======== RECORDS FOR PROCESSING ========

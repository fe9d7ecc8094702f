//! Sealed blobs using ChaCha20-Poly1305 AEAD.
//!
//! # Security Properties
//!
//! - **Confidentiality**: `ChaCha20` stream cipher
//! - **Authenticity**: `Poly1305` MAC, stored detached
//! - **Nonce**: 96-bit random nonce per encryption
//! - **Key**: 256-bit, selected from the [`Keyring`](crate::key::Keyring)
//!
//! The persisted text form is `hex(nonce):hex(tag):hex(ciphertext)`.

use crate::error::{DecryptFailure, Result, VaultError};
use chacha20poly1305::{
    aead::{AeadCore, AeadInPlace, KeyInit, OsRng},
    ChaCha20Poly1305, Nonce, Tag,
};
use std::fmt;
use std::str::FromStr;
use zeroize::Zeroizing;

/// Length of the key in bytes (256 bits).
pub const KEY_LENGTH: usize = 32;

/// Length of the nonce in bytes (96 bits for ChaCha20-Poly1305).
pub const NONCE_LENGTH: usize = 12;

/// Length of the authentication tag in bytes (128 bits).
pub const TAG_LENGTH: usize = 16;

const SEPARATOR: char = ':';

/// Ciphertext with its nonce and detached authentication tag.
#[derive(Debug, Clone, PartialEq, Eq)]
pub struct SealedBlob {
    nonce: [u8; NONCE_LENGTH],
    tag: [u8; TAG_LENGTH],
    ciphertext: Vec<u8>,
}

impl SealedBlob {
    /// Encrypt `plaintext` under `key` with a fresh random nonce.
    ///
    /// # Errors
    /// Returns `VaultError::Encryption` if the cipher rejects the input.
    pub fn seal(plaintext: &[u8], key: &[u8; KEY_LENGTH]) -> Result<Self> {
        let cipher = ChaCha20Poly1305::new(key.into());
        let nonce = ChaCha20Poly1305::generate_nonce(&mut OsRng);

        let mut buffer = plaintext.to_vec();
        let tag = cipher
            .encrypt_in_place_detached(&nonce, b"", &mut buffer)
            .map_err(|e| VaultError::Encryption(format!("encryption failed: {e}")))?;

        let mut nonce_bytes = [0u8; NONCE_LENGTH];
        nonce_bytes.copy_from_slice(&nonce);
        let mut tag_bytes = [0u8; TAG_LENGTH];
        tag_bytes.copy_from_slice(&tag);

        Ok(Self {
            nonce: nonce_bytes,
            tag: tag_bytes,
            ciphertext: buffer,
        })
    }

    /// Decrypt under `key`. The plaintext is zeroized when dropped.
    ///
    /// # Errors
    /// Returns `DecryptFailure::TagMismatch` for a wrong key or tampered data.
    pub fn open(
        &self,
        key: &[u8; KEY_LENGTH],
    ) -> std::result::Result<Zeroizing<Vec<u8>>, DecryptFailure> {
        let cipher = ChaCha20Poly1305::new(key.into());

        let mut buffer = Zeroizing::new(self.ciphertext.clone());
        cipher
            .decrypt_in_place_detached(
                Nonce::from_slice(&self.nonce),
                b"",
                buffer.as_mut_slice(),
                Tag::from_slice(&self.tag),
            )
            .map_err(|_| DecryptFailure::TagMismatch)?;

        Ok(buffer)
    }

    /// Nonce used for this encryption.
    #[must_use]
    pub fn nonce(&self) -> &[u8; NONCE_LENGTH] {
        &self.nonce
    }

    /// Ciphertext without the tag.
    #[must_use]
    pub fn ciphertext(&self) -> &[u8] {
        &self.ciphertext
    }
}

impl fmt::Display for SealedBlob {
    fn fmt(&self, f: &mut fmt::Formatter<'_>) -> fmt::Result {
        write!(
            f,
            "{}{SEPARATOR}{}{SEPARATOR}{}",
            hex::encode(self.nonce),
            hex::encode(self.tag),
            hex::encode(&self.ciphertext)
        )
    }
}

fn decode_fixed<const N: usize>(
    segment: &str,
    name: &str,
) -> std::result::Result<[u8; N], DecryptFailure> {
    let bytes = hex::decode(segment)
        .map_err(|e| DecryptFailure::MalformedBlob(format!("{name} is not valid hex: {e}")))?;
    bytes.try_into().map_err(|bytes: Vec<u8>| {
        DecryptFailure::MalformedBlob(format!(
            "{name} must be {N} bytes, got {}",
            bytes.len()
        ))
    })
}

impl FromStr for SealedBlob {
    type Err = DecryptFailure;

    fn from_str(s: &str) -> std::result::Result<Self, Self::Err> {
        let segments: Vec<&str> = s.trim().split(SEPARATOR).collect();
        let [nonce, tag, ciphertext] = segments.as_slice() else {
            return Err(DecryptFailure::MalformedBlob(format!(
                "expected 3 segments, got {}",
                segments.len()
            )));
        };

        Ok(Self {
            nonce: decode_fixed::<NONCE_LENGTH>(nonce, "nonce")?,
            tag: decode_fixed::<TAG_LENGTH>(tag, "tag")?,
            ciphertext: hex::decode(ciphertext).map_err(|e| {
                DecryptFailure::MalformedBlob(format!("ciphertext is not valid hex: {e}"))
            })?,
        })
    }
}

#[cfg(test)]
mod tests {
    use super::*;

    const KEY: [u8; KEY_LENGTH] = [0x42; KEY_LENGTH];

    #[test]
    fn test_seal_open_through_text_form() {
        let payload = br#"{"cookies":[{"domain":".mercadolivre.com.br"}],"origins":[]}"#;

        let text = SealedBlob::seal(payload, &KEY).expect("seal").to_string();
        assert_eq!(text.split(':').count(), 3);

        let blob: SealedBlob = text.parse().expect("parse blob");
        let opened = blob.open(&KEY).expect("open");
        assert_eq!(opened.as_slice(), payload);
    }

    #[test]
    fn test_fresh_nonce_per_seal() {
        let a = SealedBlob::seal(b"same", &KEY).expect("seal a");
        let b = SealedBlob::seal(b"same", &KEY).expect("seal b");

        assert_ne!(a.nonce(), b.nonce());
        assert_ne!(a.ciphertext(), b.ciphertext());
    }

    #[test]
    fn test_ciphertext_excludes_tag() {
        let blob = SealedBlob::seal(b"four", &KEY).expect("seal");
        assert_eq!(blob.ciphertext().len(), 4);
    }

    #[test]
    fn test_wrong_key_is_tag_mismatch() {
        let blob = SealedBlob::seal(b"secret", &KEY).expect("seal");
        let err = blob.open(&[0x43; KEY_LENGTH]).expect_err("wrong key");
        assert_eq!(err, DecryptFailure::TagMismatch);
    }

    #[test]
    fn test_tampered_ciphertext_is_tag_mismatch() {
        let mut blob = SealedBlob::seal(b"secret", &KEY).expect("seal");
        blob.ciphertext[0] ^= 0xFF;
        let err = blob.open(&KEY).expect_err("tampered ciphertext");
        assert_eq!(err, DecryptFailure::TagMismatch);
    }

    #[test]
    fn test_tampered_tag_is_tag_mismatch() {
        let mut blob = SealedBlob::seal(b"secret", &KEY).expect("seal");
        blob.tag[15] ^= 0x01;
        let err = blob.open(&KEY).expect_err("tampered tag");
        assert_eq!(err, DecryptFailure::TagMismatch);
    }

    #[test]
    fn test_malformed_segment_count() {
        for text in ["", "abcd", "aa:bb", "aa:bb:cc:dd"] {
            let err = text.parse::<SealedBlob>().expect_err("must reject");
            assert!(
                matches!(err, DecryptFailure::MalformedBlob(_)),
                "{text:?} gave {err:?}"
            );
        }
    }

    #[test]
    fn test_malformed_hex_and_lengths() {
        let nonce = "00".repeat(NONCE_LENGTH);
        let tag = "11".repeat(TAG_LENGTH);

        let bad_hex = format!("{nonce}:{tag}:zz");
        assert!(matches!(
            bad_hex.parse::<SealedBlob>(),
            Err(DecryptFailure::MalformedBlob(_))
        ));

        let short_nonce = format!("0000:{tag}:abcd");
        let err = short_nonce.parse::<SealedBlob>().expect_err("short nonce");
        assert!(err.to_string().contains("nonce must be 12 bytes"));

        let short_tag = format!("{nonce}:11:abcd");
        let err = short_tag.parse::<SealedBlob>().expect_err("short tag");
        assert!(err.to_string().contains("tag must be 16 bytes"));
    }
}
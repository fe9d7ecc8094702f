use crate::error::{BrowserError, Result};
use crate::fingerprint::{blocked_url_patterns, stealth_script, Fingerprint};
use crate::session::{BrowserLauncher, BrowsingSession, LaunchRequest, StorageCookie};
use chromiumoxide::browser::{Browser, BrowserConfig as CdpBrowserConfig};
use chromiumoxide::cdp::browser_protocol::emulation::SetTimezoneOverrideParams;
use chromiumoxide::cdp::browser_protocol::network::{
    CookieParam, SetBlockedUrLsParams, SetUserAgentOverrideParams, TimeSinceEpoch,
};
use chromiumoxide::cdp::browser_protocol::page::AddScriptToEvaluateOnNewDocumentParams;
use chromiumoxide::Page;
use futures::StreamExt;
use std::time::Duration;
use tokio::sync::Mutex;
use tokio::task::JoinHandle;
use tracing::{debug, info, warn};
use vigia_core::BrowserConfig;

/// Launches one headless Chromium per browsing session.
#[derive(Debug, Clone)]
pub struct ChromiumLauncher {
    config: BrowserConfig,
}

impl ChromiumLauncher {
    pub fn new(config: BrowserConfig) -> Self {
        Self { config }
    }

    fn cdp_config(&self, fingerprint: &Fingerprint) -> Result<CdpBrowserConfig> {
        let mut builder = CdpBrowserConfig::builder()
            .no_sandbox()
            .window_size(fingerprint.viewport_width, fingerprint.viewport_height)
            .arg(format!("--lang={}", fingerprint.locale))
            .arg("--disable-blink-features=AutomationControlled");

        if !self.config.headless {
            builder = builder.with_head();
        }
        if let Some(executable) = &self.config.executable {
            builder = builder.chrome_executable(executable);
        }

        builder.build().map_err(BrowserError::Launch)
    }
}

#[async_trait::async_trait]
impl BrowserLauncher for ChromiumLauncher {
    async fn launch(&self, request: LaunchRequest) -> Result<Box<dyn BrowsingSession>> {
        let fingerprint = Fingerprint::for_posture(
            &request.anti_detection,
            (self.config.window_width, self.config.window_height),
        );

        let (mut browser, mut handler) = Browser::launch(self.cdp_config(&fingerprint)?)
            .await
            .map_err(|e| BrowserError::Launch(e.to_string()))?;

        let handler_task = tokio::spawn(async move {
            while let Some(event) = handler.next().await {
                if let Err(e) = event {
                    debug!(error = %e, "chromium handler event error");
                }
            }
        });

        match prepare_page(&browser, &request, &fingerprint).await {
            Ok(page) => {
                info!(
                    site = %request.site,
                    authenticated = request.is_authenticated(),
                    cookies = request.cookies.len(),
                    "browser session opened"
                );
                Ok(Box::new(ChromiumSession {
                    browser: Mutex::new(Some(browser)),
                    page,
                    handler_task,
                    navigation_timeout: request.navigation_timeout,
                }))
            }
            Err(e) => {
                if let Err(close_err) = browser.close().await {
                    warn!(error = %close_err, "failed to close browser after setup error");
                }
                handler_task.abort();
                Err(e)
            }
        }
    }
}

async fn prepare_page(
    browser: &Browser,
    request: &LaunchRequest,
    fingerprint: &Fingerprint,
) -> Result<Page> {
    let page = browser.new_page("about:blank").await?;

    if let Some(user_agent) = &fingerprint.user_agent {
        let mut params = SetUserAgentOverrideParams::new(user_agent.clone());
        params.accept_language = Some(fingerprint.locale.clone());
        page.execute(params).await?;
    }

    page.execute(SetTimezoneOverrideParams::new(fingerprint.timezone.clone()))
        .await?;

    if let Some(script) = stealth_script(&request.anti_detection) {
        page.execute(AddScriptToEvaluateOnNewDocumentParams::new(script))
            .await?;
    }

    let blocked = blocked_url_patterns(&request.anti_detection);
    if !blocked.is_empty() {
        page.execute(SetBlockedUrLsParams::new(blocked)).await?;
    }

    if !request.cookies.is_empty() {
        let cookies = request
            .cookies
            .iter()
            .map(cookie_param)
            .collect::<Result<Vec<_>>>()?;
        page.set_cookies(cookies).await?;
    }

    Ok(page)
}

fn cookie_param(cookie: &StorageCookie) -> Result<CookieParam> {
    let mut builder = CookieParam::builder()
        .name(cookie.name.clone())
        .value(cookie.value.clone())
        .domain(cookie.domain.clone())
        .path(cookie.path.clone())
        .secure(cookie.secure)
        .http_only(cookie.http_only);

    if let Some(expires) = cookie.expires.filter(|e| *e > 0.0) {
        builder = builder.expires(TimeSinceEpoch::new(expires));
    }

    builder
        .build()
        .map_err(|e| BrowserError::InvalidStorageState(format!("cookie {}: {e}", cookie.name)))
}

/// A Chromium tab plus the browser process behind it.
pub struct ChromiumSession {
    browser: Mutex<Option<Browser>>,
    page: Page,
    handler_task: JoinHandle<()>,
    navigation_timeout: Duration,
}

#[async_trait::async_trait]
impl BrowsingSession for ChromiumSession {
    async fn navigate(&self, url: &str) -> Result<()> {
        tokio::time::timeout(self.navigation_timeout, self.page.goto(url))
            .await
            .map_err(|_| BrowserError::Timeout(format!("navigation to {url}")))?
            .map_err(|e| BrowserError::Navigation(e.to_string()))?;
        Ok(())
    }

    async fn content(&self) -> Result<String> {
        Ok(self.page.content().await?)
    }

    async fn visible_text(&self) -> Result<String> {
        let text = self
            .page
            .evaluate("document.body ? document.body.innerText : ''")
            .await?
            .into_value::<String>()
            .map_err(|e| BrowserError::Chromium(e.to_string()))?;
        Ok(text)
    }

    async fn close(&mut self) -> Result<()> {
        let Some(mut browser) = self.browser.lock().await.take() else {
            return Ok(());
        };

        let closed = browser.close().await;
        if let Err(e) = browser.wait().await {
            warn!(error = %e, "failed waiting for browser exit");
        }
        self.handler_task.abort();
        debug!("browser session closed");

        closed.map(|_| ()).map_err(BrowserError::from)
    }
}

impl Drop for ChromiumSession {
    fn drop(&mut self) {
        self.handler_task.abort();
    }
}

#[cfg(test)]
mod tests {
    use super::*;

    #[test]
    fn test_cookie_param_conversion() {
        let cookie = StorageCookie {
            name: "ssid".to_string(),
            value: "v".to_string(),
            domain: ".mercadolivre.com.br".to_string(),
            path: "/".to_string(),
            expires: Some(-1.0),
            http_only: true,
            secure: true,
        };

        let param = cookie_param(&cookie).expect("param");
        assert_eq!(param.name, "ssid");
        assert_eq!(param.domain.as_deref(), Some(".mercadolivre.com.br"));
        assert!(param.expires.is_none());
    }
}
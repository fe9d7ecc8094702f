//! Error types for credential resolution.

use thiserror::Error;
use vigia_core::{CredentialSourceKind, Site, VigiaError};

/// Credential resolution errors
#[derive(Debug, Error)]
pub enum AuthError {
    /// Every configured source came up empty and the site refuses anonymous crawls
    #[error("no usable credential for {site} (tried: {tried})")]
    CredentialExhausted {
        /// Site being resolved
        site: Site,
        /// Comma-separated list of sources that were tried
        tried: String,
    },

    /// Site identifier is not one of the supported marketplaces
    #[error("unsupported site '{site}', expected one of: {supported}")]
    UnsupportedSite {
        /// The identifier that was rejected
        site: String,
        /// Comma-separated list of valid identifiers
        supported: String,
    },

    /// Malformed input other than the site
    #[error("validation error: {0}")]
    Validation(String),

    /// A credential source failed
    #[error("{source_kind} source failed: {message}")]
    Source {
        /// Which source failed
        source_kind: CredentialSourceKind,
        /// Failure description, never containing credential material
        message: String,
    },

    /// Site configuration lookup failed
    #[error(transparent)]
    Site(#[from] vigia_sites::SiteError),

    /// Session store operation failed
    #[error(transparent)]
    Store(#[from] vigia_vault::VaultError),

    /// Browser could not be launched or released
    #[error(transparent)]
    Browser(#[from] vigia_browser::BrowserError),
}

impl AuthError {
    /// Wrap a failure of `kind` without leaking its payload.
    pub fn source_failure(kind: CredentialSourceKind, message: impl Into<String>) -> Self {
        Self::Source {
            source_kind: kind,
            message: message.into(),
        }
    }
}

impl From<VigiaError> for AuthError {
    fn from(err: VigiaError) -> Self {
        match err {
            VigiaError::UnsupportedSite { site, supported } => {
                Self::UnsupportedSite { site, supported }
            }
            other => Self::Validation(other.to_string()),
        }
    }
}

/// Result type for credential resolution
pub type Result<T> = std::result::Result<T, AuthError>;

========

# [PROBLEM DETAILS]
Look through the records and copy down every line that holds "contains".

# [TASK SOLUTION]
        assert!(err.to_string().contains("nonce must be 12 bytes"));
        assert!(err.to_string().contains("tag must be 16 bytes"));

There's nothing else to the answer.